Certain aspects of mental health care at a state hospital - like evaluating patients for discharge, establishing follow-up care and providing recreational therapies - might seem like a no-brainer. But in 1956, those were all part of an era of innovations at State Hospital North aimed at improving patient care.
Myrick Pullen was the superintendent for State Hospital North from 1956-67 and did all of those things along with a few others to try to make the mental health hospital the best it could be. There were 435 patients at the hospital when he arrived. That number had dropped to around 237 by the time he left, in part because of the nationwide push toward deinstitutionalization, but also because of his policy changes.
"Most of the patients were pretty much chronic patients who needed care and attention," Pullen said.
Administrative Director Todd Hurt has been with State Hospital North for eight months and is working toward the same goal of improving patients' lives and care at what is now a 55-bed facility.
"We don't want to come and have these big, broad-sweeping changes that rock the world but we're really enhancing what I think is happening here," Hurt said.
Dr. Thadeus Koontz, medical director for the hospital, was hired around the same time as Hurt and described several ways they are working to move the hospital forward.
Koontz is developing an intensive inpatient trauma-focused therapy, which is a protocol developed by Veterans Affairs to help patients with post-traumatic stress disorder. He said when he worked in the outpatient world, his patients often felt they didn't get particularly active therapy at mental hospitals, which is a gap he wants to remedy.
"So this is an important part of my vision for what I would like to develop and implement here," Koontz said.
TREATMENT
In 1955, the first anti-psychotic drug Thorazine was the cutting edge of treatment. It was the first drug of its kind and Pullen said that medication - used to manage disorders such as schizophrenia - was the backbone of treatment during his time there.
He said they used electric shock treatment for patients with depression, but only rarely.
"If you had a patient who is in a deep, dark depression, that was an indication for an electric shock treatment," Pullen said. "It just lifts them right out of that depression."
He said in places like California, hospitals were abusing it - using it too often and improperly.
"It was terrible," he said, adding such abuses led to misunderstandings that still surround the therapy today.
The American Psychiatric Association, the American Medical Association and the National Institute of Mental Health all recognize the treatment - now called electroconvulsive therapy - as being an effective way to treat severe mental illnesses, although the association notes it should typically be used when other methods of treatment don't work.
Koontz said the hospital doesn't use electroconvulsive therapy and primarily focuses on medications to help patients manage their mental health.
There is one aspect of treatment he said that is under-appreciated at the hospital, though.
"For a lot of people just being in a safe place with meals and other people to interact with is very therapeutic," Koontz said. ''When you talk to other people about your problems you think, 'Oh, I'm not the only one with this,' or 'I'm not so bad.' "
PATIENT LIFE
One of the primary focuses of Hurt and Koontz is to develop a more holistic picture of patient health.
"Continuing to marry the mental health and the physical health," Hurt said.
The hospital has a wide variety of activities available for the patients, including a morning routine called "Rise-N-Shine," which Koontz described as an important part of the day for many people.
"They'll interact with staff, do their hair, do their makeup, get their nails done and feel like real people, not just patients," he said. "They get up and think about looking good and being clean and proud of who they are."
Available activities include supervised walks, yoga classes, music therapy and a gym for workouts.
Hurt said they recently upgraded their exercise equipment and as many as 25 patients will come out in the evenings to exercise, oftentimes with staff right alongside them.
"You cannot minimize the normalcy and the health benefits and the emotional benefits of just exercising," Hurt said. "Just to see that we are able to get that many folks out and motivated and interested in their own health is just amazing."
DISCHARGE AND FOLLOW-UP
State mental hospitals were once utilized as long-term care facilities rather than a short-term treatment option.

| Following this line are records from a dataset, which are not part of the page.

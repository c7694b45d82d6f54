//! ContentStore trait definition

use crate::content::models::{Tweet, TweetDraft};
use crate::error::StoreError;
use async_trait::async_trait;
use uuid::Uuid;

/// Abstract interface for tweet storage.
///
/// Not-found semantics differ from the graph store on purpose: `get_by_id`
/// reports absence through `Ok(None)` because "does not exist" is an
/// ordinary outcome for tweet lookups, and `delete` of an unknown id is a
/// no-op.
#[async_trait]
pub trait ContentStore: Send + Sync {
    /// Store a tweet, assigning `id` and `created_at` when the draft left
    /// them unset. Fails with `Validation` on empty content.
    async fn create(&self, draft: TweetDraft) -> Result<Tweet, StoreError>;

    /// Look up a tweet by id. `Ok(None)` when it does not exist.
    async fn get_by_id(&self, id: Uuid) -> Result<Option<Tweet>, StoreError>;

    /// All tweets by an author, in no guaranteed order. Empty Vec when the
    /// author has none (or is unknown — no referential check happens here).
    async fn get_by_author(&self, handle: &str) -> Result<Vec<Tweet>, StoreError>;

    /// Delete a tweet. Deleting an unknown id is not an error.
    async fn delete(&self, id: Uuid) -> Result<(), StoreError>;
}
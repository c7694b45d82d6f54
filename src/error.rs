//! Error taxonomy shared by all store components.

use thiserror::Error;

/// Errors returned by the store operations.
///
/// The in-memory engine only ever produces the first four variants;
/// `Unavailable` exists so a durable backend implementing the same traits
/// can report connectivity failures without conflating them with `NotFound`.
#[derive(Debug, Error)]
pub enum StoreError {
    /// The entity does not exist and its absence is an error for this
    /// operation (see the idempotence notes on the individual traits —
    /// `unfollow_user` and tweet `delete` deliberately do NOT use this).
    #[error("{0} not found")]
    NotFound(&'static str),

    /// Create collided with an existing primary key.
    #[error("{0} already exists")]
    AlreadyExists(&'static str),

    /// A malformed analytics event was submitted.
    #[error("invalid event: {0}")]
    InvalidEvent(&'static str),

    /// An empty required field reached the store before any caller-side
    /// validation caught it.
    #[error("validation failed: {0}")]
    Validation(&'static str),

    /// Backend unreachable. Never produced by the in-memory engine.
    #[error("store unavailable: {0}")]
    Unavailable(#[source] anyhow::Error),
}

impl StoreError {
    /// Whether this error means "the entity simply is not there".
    pub fn is_not_found(&self) -> bool {
        matches!(self, StoreError::NotFound(_))
    }
}

#[cfg(test)]
mod tests {
    use super::*;

    #[test]
    fn test_display_messages() {
        assert_eq!(StoreError::NotFound("user").to_string(), "user not found");
        assert_eq!(
            StoreError::AlreadyExists("user").to_string(),
            "user already exists"
        );
        assert_eq!(
            StoreError::InvalidEvent("handle is required").to_string(),
            "invalid event: handle is required"
        );
    }

    #[test]
    fn test_is_not_found() {
        assert!(StoreError::NotFound("tweet").is_not_found());
        assert!(!StoreError::AlreadyExists("user").is_not_found());
    }
}
//! Social graph store: users and directed follow edges

pub mod memory;
pub mod models;
pub mod traits;

pub use memory::InMemorySocialGraph;
pub use models::{FollowEdge, User};
pub use traits::SocialGraphStore;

"Back in those days they just got the patients in and that was it," Pullen said.
Aiming to change that, Pullen hired a second psychiatrist and the two of them evaluated every patient in the hospital and decided whether they should be discharged.
He also instituted follow-up care.
"(At that time) there was no follow-up - if you discharged a patient, that was it," Pullen said.
He brought in public health nurses from around the region to meet with the patients from their communities.
"So when the patient was discharged, the public health nurse knew the patient, had seen the patient in the hospital and knew what the program for the patient was," Pullen said.
In 1963, 80 percent of patients were discharged "within a year," according to the patient handbook from the time. Today, the median length of stay at the facility is 44 days.
"I think there's a perception from the community that we are more of a long-term where we can keep them and treat them for a much longer term," Hurt said. "That isn't necessarily the goal at all. The goal really is to treat and transition back."